## Assignment:
Pull out every line in the data that has the string "catalogue" in it.

## Provided records:

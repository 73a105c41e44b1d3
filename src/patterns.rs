//! Named regular expressions for `pattern=#name` rules.

use std::sync::OnceLock;

use regex::Regex;

const SOURCES: [(&str, &str); 7] = [
    (
        "#email",
        r"^[a-zA-Z0-9.!#$%&'*+/=?^_`{|}~-]+@[a-zA-Z0-9](?:[a-zA-Z0-9-]{0,61}[a-zA-Z0-9])?(?:\.[a-zA-Z0-9](?:[a-zA-Z0-9-]{0,61}[a-zA-Z0-9])?)*$",
    ),
    (
        "#url",
        r"^(?i:https?|ftp)://[^\s/$.?#][^\s]*$",
    ),
    ("#digits", r"^[0-9]+$"),
    ("#hex", r"^(?:0[xX])?[0-9a-fA-F]+$"),
    (
        "#base64",
        r"^(?:[A-Za-z0-9+/]{4})*(?:[A-Za-z0-9+/]{2}==|[A-Za-z0-9+/]{3}=)?$",
    ),
    ("#alphabets", r"^[a-zA-Z]+$"),
    ("#alphanumeric", r"^[a-zA-Z0-9]+$"),
];

/// One entry of the pattern library.
#[derive(Debug)]
pub struct NamedPattern {
    name: &'static str,
    regex: Regex,
}

impl NamedPattern {
    /// The `#name` used to reference this pattern.
    pub fn name(&self) -> &'static str {
        self.name
    }

    /// The compiled, anchored expression.
    pub fn regex(&self) -> &Regex {
        &self.regex
    }

    /// Returns `true` if the whole of `text` matches.
    pub fn is_match(&self, text: &str) -> bool {
        self.regex.is_match(text)
    }
}

/// Fixed catalogue of named, anchored patterns.
///
/// The table is compiled once per process and shared read-only.
///
/// # Examples
///
/// ```
/// use bind_core::PatternLibrary;
///
/// let digits = PatternLibrary::lookup("#digits").unwrap();
/// assert!(digits.is_match("12345"));
/// assert!(!digits.is_match("12a45"));
///
/// assert!(PatternLibrary::lookup("#phone").is_none());
/// ```
pub struct PatternLibrary;

impl PatternLibrary {
    /// Finds a pattern by its exact `#name`.
    pub fn lookup(name: &str) -> Option<&'static NamedPattern> {
        Self::all().iter().find(|p| p.name == name)
    }

    /// Every pattern in the library.
    pub fn all() -> &'static [NamedPattern] {
        static TABLE: OnceLock<Vec<NamedPattern>> = OnceLock::new();
        TABLE.get_or_init(|| {
            SOURCES
                .iter()
                .filter_map(|&(name, source)| match Regex::new(source) {
                    Ok(regex) => Some(NamedPattern { name, regex }),
                    Err(err) => {
                        tracing::error!(pattern = name, error = %err, "builtin pattern failed to compile");
                        None
                    }
                })
                .collect()
        })
    }

    /// Names of every pattern, in catalogue order.
    pub fn names() -> impl Iterator<Item = &'static str> {
        SOURCES.iter().map(|&(name, _)| name)
    }
}

#[cfg(test)]
mod tests {
    use super::*;

    fn matches(name: &str, text: &str) -> bool {
        PatternLibrary::lookup(name)
            .unwrap_or_else(|| panic!("missing pattern {}", name))
            .is_match(text)
    }

    #[test]
    fn every_builtin_compiles() {
        assert_eq!(PatternLibrary::all().len(), SOURCES.len());
        for name in PatternLibrary::names() {
            assert!(PatternLibrary::lookup(name).is_some(), "{}", name);
        }
    }

    #[test]
    fn every_builtin_is_anchored() {
        for p in PatternLibrary::all() {
            let src = p.regex().as_str();
            assert!(src.starts_with('^') && src.ends_with('$'), "{}", p.name());
        }
    }

    #[test]
    fn lookup_requires_exact_name() {
        assert!(PatternLibrary::lookup("digits").is_none());
        assert!(PatternLibrary::lookup("#DIGITS").is_none());
    }

    #[test]
    fn email() {
        assert!(matches("#email", "user@example.com"));
        assert!(matches("#email", "first.last+tag@sub.example.org"));
        assert!(!matches("#email", "user@"));
        assert!(!matches("#email", "not an email"));
    }

    #[test]
    fn url() {
        assert!(matches("#url", "https://example.com/path?q=1"));
        assert!(matches("#url", "http://localhost:8080"));
        assert!(!matches("#url", "example.com"));
        assert!(!matches("#url", "https://exa mple.com"));
    }

    #[test]
    fn digits() {
        assert!(matches("#digits", "12345"));
        assert!(!matches("#digits", "12a45"));
        assert!(!matches("#digits", ""));
    }

    #[test]
    fn hex() {
        assert!(matches("#hex", "deadBEEF"));
        assert!(matches("#hex", "0x1f"));
        assert!(!matches("#hex", "xyz"));
    }

    #[test]
    fn base64() {
        assert!(matches("#base64", "aGVsbG8="));
        assert!(matches("#base64", "aGk="));
        assert!(!matches("#base64", "aGk"));
        assert!(!matches("#base64", "a$b="));
    }

    #[test]
    fn alphabets_and_alphanumeric() {
        assert!(matches("#alphabets", "Hello"));
        assert!(!matches("#alphabets", "Hello1"));
        assert!(matches("#alphanumeric", "Hello1"));
        assert!(!matches("#alphanumeric", "Hello 1"));
    }
}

## Exercise response:
/// Fixed catalogue of named, anchored patterns.
    /// Names of every pattern, in catalogue order.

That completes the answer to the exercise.